Atendendo ao objecto de estudo, situado no interesse político das autarquias locais no âmbito desportivo, os grandes propósitos desta pesquisa são os seguintes:

1. Conhecer as propostas de fomento e apoio à actividade física e desportiva de âmbito municipal;

2. Identificar e classificar as ofertas desportivas municipais;

3. Avaliar o cumprimento das atribuições e competências legais das autarquias locais.

Com este trabalho pretendemos dar ênfase a uma área de estudo pouco discutida e desenvolvida em Portugal. Deste modo, parece-nos relevante o impacto da nossa pesquisa ao propugnar:

1. Avaliar o nível de execução e eficácia das medidas “políticas” dos municípios da Área Metropolitana do Porto.

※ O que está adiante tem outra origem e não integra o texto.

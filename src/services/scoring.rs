use chrono::{DateTime, TimeDelta, Utc};
use rand::{Rng, RngCore};
use std::collections::BTreeSet;

use crate::models::{
    normalize_tag, Affinity, CatalogItem, FeedbackMap, FeedbackSignal, Preferences, ScoredItem,
    TimeBudget, TraitCategory,
};
use crate::services::mood::{MoodDefinition, MoodTaxonomy};

/// Added to the score of an item that violates the strict format preference
pub const FORMAT_MISMATCH_PENALTY: i32 = -1000;

/// Items recommended within this many days are penalized
pub const RECENCY_WINDOW_DAYS: i64 = 7;

/// View count from which an item counts as a comfort rewatch
pub const COMFORT_VIEW_COUNT: u32 = 3;

/// Source of the random addends used in scoring
///
/// Every `rand` generator is a source; tests can supply fixed sequences.
pub trait RandomSource {
    /// A uniform integer in `low..=high`
    fn roll(&mut self, low: i32, high: i32) -> i32;
}

impl<R: RngCore> RandomSource for R {
    fn roll(&mut self, low: i32, high: i32) -> i32 {
        self.gen_range(low..=high)
    }
}

/// Computes one integer desirability score per item
///
/// Every contribution is independent and additive. The only randomness is
/// the surprise bonus and the tie-break term, both drawn from the
/// `RandomSource` passed to [`Scorer::score`].
pub struct Scorer<'a> {
    preferences: &'a Preferences,
    moods: Vec<&'a MoodDefinition>,
    feedback: Option<&'a FeedbackMap>,
    affinity: Option<&'a Affinity>,
    now: DateTime<Utc>,
    /// User genres plus the genres implied by the selected moods
    target_genres: BTreeSet<String>,
}

impl<'a> Scorer<'a> {
    pub fn new(
        preferences: &'a Preferences,
        taxonomy: &'a MoodTaxonomy,
        now: DateTime<Utc>,
    ) -> Self {
        let moods = taxonomy.resolve(&preferences.moods);

        let mut target_genres: BTreeSet<String> = preferences
            .genres
            .iter()
            .map(|g| normalize_tag(g))
            .filter(|g| !g.is_empty())
            .collect();
        for mood in &moods {
            target_genres.extend(mood.genres.iter().map(|g| normalize_tag(g)));
        }

        Self {
            preferences,
            moods,
            feedback: None,
            affinity: None,
            now,
            target_genres,
        }
    }

    pub fn with_feedback(mut self, feedback: Option<&'a FeedbackMap>) -> Self {
        self.feedback = feedback;
        self
    }

    pub fn with_affinity(mut self, affinity: Option<&'a Affinity>) -> Self {
        self.affinity = affinity;
        self
    }

    /// Scores every item, preserving input order
    pub fn score_all(
        &self,
        items: Vec<CatalogItem>,
        rng: &mut dyn RandomSource,
    ) -> Vec<ScoredItem> {
        items.into_iter().map(|item| self.score(item, rng)).collect()
    }

    pub fn score(&self, item: CatalogItem, rng: &mut dyn RandomSource) -> ScoredItem {
        let genres = item.normalized_genres();
        let disqualified = !self.preferences.format.admits(item.content_type);

        let mut score = 0;
        if disqualified {
            score += FORMAT_MISMATCH_PENALTY;
        }
        score += self.time_fit(&item);
        score += self.genre_match(&genres);
        score += freshness(item.view_count);
        score += self.feedback_adjustment(&item);
        score += self.mood_keywords(&item.summary);
        score += self.mood_conflicts(&genres);
        score += self.comfort(&item);
        score += self.affinity_adjustment(&item, &genres);
        score += self.surprise(&genres, rng);
        score += self.recency(&item);
        score += rng.roll(1, 5);

        tracing::trace!(id = %item.id, title = %item.title, score, disqualified, "Scored item");

        ScoredItem {
            item,
            score,
            disqualified,
        }
    }

    fn time_fit(&self, item: &CatalogItem) -> i32 {
        let d = item.duration_minutes;
        match self.preferences.time_budget {
            TimeBudget::Under1h => {
                let mut fit = if d > 65 {
                    -30
                } else if d <= 45 {
                    20
                } else if d <= 60 {
                    10
                } else {
                    0
                };
                if item.is_show() && d <= 65 {
                    fit += 10;
                }
                fit
            }
            TimeBudget::OneToTwoH => match d {
                80..=130 => 20,
                65..=79 | 131..=150 => 10,
                _ => -10,
            },
            TimeBudget::TwoPlusH => {
                if d > 130 {
                    30
                } else if d >= 110 {
                    10
                } else {
                    0
                }
            }
            // Binge sessions favour fresh series over duration fit
            TimeBudget::OpenEnded if item.is_show() => freshness(item.view_count),
            TimeBudget::OpenEnded | TimeBudget::Unconstrained => 0,
        }
    }

    fn genre_match(&self, genres: &BTreeSet<String>) -> i32 {
        let matches = genres.intersection(&self.target_genres).count() as i32;
        if matches == 0 {
            return 0;
        }

        let mut bonus = 10 + 5 * (matches - 1);
        if matches as usize == self.target_genres.len() {
            bonus += 20;
        }
        // Partial credit when only one of several wanted genres is present
        if matches == 1 && self.target_genres.len() > 1 {
            bonus -= 5;
        }
        bonus
    }

    fn feedback_adjustment(&self, item: &CatalogItem) -> i32 {
        match self.feedback.and_then(|f| f.get(&item.id)) {
            Some(FeedbackSignal::Up) => 10,
            Some(FeedbackSignal::Down) => -15,
            None => 0,
        }
    }

    fn mood_keywords(&self, summary: &str) -> i32 {
        if summary.is_empty() {
            return 0;
        }
        let summary = summary.to_lowercase();
        5 * self
            .moods
            .iter()
            .filter(|mood| mood.matches_summary(&summary))
            .count() as i32
    }

    fn mood_conflicts(&self, genres: &BTreeSet<String>) -> i32 {
        -10 * self
            .moods
            .iter()
            .filter(|mood| mood.conflicts_with(genres))
            .count() as i32
    }

    fn comfort(&self, item: &CatalogItem) -> i32 {
        if self.preferences.comfort_mode && item.view_count >= COMFORT_VIEW_COUNT {
            30
        } else {
            0
        }
    }

    fn affinity_adjustment(&self, item: &CatalogItem, genres: &BTreeSet<String>) -> i32 {
        let Some(affinity) = self.affinity else {
            return 0;
        };
        let shares = |values: Option<&BTreeSet<String>>, against: &BTreeSet<String>| {
            values.is_some_and(|v| !v.is_disjoint(against))
        };
        let shares_genre = |values: Option<&BTreeSet<String>>| {
            values.is_some_and(|v| any_genre_in(genres, v))
        };

        let mut adjustment = 0;
        if shares_genre(affinity.liked(TraitCategory::Genres)) {
            adjustment += 6;
        }
        if shares(affinity.liked(TraitCategory::Directors), &item.directors) {
            adjustment += 4;
        }
        if shares(affinity.liked(TraitCategory::Cast), &item.cast) {
            adjustment += 2;
        }
        if shares_genre(affinity.disliked(TraitCategory::Genres)) {
            adjustment -= 8;
        }
        if shares(affinity.disliked(TraitCategory::Directors), &item.directors) {
            adjustment -= 5;
        }
        if shares(affinity.disliked(TraitCategory::Cast), &item.cast) {
            adjustment -= 3;
        }
        adjustment
    }

    fn surprise(&self, genres: &BTreeSet<String>, rng: &mut dyn RandomSource) -> i32 {
        if !self.preferences.surprise {
            return 0;
        }

        let mut bonus = rng.roll(0, 5);
        let liked_genres = self.affinity.and_then(|a| a.liked(TraitCategory::Genres));
        if let Some(liked) = liked_genres {
            if !any_genre_in(genres, liked) {
                bonus += rng.roll(0, 8);
            }
        }
        bonus
    }

    fn recency(&self, item: &CatalogItem) -> i32 {
        match item.last_recommended_at {
            Some(at) if self.now.signed_duration_since(at) < recency_window() => -15,
            _ => 0,
        }
    }
}

fn recency_window() -> TimeDelta {
    TimeDelta::days(RECENCY_WINDOW_DAYS)
}

fn freshness(view_count: u32) -> i32 {
    match view_count {
        0 => 10,
        1..=2 => 5,
        _ => 0,
    }
}

fn any_genre_in(genres: &BTreeSet<String>, values: &BTreeSet<String>) -> bool {
    values.iter().any(|v| genres.contains(&normalize_tag(v)))
}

2. Apurar, se os resultados se enquadram entre os princípios orientadores plasmados nos textos internacionais e na legislação europeia, assim como, nos principais textos normativos e políticos nacionais: Constituição da República Portuguesa, Programas de Governo Constitucionais, Lei de Bases da Actividade Física e do Desporto e Lei das Atribuições e Competências das Autarquias Locais.

3. Identificar a importância atribuída às actividades físicas e desportivas como factor de promoção da saúde, bem-estar e qualidade de vida das populações.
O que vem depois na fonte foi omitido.